Thinking it over later, it wasn’t difficult to identify some clues that could have headed off trouble. One was the wind. It was blowing strongly down the runway, which meant high groundspeed on the downwind leg, but unusually low groundspeed on final. Perhaps the trainee should have adjusted for that by turning base a bit closer in than on a calm day (or by reducing power more gradually, starting with the base turn).
Breaking the rote habit pattern might have helped the student recognize that the trainer was getting too low on final. Do you have a sight picture for judging whether your descent to the runway is proceeding at a correct rate? Many students are taught that if the runway appears to be moving up in the windscreen, you are getting too low. If the runway seems to be slipping away under the nose, you are too high. A stationary runway means a correct glide.

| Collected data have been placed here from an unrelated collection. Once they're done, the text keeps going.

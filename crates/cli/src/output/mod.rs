// SPDX-License-Identifier: MIT
// Copyright (c) 2026 Alfred Jean LLC

//! Output formatting for evaluation results and presets.

pub mod json;
pub mod text;

/// "match" or "matches" for `count`.
pub fn match_noun(count: usize) -> &'static str {
    if count == 1 { "match" } else { "matches" }
}
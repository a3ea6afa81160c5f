// SPDX-License-Identifier: MIT
// Copyright (c) 2026 Alfred Jean LLC

//! relens CLI entry point.

use clap::{CommandFactory, Parser};
use tracing_subscriber::{EnvFilter, fmt};

use relens::cli::{Cli, Command};
use relens::error::ExitCode;

mod cmd_eval;
mod cmd_highlight;
mod cmd_presets;

fn init_logging() {
    let filter = EnvFilter::try_from_env("RELENS_LOG").unwrap_or_else(|_| EnvFilter::new("off"));

    fmt()
        .with_env_filter(filter)
        .with_writer(std::io::stderr)
        .with_target(false)
        .init();
}

fn main() {
    init_logging();

    let exit_code = match run() {
        Ok(code) => code,
        Err(e) => {
            eprintln!("relens: {}", e);
            match e.downcast_ref::<relens::Error>() {
                Some(err) => ExitCode::from(err),
                None => ExitCode::InternalError,
            }
        }
    };

    std::process::exit(exit_code as i32);
}

fn run() -> anyhow::Result<ExitCode> {
    let cli = Cli::parse();

    match &cli.command {
        None => {
            // Show help for bare invocation
            Cli::command().print_help()?;
            println!();
            Ok(ExitCode::Success)
        }
        Some(Command::Eval(args)) => cmd_eval::run(&cli, args),
        Some(Command::Highlight(args)) => cmd_highlight::run(&cli, args),
        Some(Command::Presets(args)) => cmd_presets::run(args),
    }
}
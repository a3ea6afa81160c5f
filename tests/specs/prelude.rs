//! Test helpers for behavioral specifications.
//!
//! Provides a small DSL for running the relens binary and checking its
//! stdout, stderr and exit code.

#![allow(clippy::unwrap_used, clippy::expect_used, clippy::panic)]

pub use assert_cmd::prelude::*;
pub use predicates;
pub use predicates::prelude::{Predicate, PredicateBooleanExt};
use std::path::{Path, PathBuf};

/// Trait for converting into a string predicate.
/// Allows passing `&str` (as contains) or any `Predicate<str>`.
pub trait IntoStrPredicate<P: Predicate<str>> {
    fn into_predicate(self) -> P;
}

impl IntoStrPredicate<predicates::str::ContainsPredicate> for &str {
    fn into_predicate(self) -> predicates::str::ContainsPredicate {
        predicates::str::contains(self)
    }
}

impl<P: Predicate<str>> IntoStrPredicate<P> for P {
    fn into_predicate(self) -> P {
        self
    }
}

/// Returns a Command configured to run the relens binary
pub fn relens_cmd() -> assert_cmd::Command {
    assert_cmd::Command::new(assert_cmd::cargo::cargo_bin!("relens"))
}

/// `relens eval PATTERN`
pub fn eval(pattern: &str) -> Run {
    Run::new(["eval", pattern])
}

/// `relens highlight PATTERN`
pub fn highlight(pattern: &str) -> Run {
    Run::new(["highlight", pattern])
}

/// `relens presets`
pub fn presets() -> Run {
    Run::new(["presets"])
}

/// Fluent builder for one relens invocation.
pub struct Run {
    args: Vec<String>,
    stdin: Option<String>,
    envs: Vec<(String, String)>,
    dir: Option<PathBuf>,
}

#[allow(dead_code)]
impl Run {
    /// Start from an arbitrary argument list.
    pub fn from_args<const N: usize>(args: [&str; N]) -> Self {
        Self::new(args)
    }

    fn new<const N: usize>(args: [&str; N]) -> Self {
        Self {
            args: args.iter().map(|s| s.to_string()).collect(),
            stdin: None,
            envs: Vec::new(),
            dir: None,
        }
    }

    /// Pass the text to search as a positional argument.
    pub fn text(self, text: &str) -> Self {
        self.args([text])
    }

    /// Append arguments.
    pub fn args<const N: usize>(mut self, args: [&str; N]) -> Self {
        self.args.extend(args.iter().map(|s| s.to_string()));
        self
    }

    /// Feed `input` on stdin.
    pub fn stdin(mut self, input: &str) -> Self {
        self.stdin = Some(input.to_string());
        self
    }

    /// Set an environment variable.
    pub fn env(mut self, key: &str, value: &str) -> Self {
        self.envs.push((key.to_string(), value.to_string()));
        self
    }

    /// Run from `dir` (config discovery starts there).
    pub fn pwd(mut self, dir: impl AsRef<Path>) -> Self {
        self.dir = Some(dir.as_ref().to_path_buf());
        self
    }

    /// Request JSON output and parse it.
    pub fn json(self) -> serde_json::Value {
        let output = run_passes(self.args(["-o", "json"]).command());
        serde_json::from_slice(&output.output.stdout).unwrap()
    }

    pub fn passes(self) -> RunAssert {
        run_passes(self.command())
    }

    pub fn exits(self, code: i32) -> RunAssert {
        run_exits(self.command(), code)
    }

    fn command(self) -> assert_cmd::Command {
        let mut cmd = relens_cmd();
        cmd.args(&self.args);
        cmd.env_remove("NO_COLOR")
            .env_remove("COLOR")
            .env_remove("RELENS_CONFIG")
            .env_remove("RELENS_LOG");
        for (key, value) in &self.envs {
            cmd.env(key, value);
        }
        cmd.current_dir(self.dir.unwrap_or_else(std::env::temp_dir));
        cmd.write_stdin(self.stdin.unwrap_or_default());
        cmd
    }
}

fn run_passes(mut cmd: assert_cmd::Command) -> RunAssert {
    let output = cmd.output().expect("command should run");
    assert!(
        output.status.success(),
        "expected success, got exit code {:?}\nstdout: {}\nstderr: {}",
        output.status.code(),
        String::from_utf8_lossy(&output.stdout),
        String::from_utf8_lossy(&output.stderr)
    );
    RunAssert { output }
}

fn run_exits(mut cmd: assert_cmd::Command, code: i32) -> RunAssert {
    let output = cmd.output().expect("command should run");
    assert_eq!(
        output.status.code(),
        Some(code),
        "expected exit code {}, got {:?}\nstdout: {}\nstderr: {}",
        code,
        output.status.code(),
        String::from_utf8_lossy(&output.stdout),
        String::from_utf8_lossy(&output.stderr)
    );
    RunAssert { output }
}

/// Result of a run for chaining assertions
pub struct RunAssert {
    output: std::process::Output,
}

#[allow(dead_code)]
impl RunAssert {
    /// Get stdout as string
    pub fn stdout(&self) -> String {
        String::from_utf8_lossy(&self.output.stdout).into_owned()
    }

    /// Assert stdout equals expected (with diff on failure)
    pub fn stdout_eq(self, expected: &str) -> Self {
        let stdout = String::from_utf8_lossy(&self.output.stdout);
        similar_asserts::assert_eq!(stdout, expected);
        self
    }

    /// Assert stdout matches predicate.
    /// Prefer `stdout_eq` for strict matching.
    pub fn stdout_has<I, P>(self, predicate: I) -> Self
    where
        I: IntoStrPredicate<P>,
        P: Predicate<str>,
    {
        let stdout = String::from_utf8_lossy(&self.output.stdout);
        assert!(
            predicate.into_predicate().eval(&stdout),
            "stdout predicate failed:\n{}",
            stdout
        );
        self
    }

    /// Assert stdout does not match predicate.
    pub fn stdout_lacks<I, P>(self, predicate: I) -> Self
    where
        I: IntoStrPredicate<P>,
        P: Predicate<str>,
    {
        let stdout = String::from_utf8_lossy(&self.output.stdout);
        assert!(
            !predicate.into_predicate().eval(&stdout),
            "stdout should NOT match predicate:\n{}",
            stdout
        );
        self
    }

    /// Assert stderr matches predicate.
    pub fn stderr_has<I, P>(self, predicate: I) -> Self
    where
        I: IntoStrPredicate<P>,
        P: Predicate<str>,
    {
        let stderr = String::from_utf8_lossy(&self.output.stderr);
        assert!(
            predicate.into_predicate().eval(&stderr),
            "stderr predicate failed:\n{}",
            stderr
        );
        self
    }
}

// =============================================================================
// Project
// =============================================================================

/// Temporary directory acting as a project root.
///
/// Holds a `.git` marker so config discovery stops here, and prefixes
/// `version = 1` to configs.
pub struct Project {
    dir: tempfile::TempDir,
}

#[allow(dead_code)]
impl Project {
    pub fn empty() -> Self {
        let dir = tempfile::tempdir().unwrap();
        std::fs::create_dir(dir.path().join(".git")).unwrap();
        Self { dir }
    }

    /// Write relens.toml with `version = 1` prepended.
    pub fn config(&self, body: &str) {
        self.file("relens.toml", &format!("version = 1\n{body}"));
    }

    /// Write a file, creating parent directories.
    pub fn file(&self, rel: &str, content: &str) {
        let path = self.dir.path().join(rel);
        if let Some(parent) = path.parent() {
            std::fs::create_dir_all(parent).unwrap();
        }
        std::fs::write(path, content).unwrap();
    }

    pub fn path(&self) -> &Path {
        self.dir.path()
    }
}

The student pilot noted that the satellite airport being used for practice lacked a visual approach slope indicator (VASI) or other form of vertical guidance. Perhaps he had become too dependent on the home airport’s VASIs.
The approach also illustrated how you can get into trouble by allowing the aircraft to be flown on the “back side of the power curve”—a high-drag condition that can result from the pilot’s adding back-pressure—instead of power—to control the descent. (That situation was starting to develop at the end of the approach just flown.)
The student recalled a session of dual instruction in slow flight: He and his flight instructor had jotted down the airspeeds flown and the associated power settings. Later they created a graph of the power curve for the trainer, which identified the airspeed below which induced drag began to exert its most pronounced effects.
The student also realized that a timely go-around was the remedy once it was obvious that the approach was turning into one of those “red over red” affairs so easy to recognize using the VASI back at the home airport.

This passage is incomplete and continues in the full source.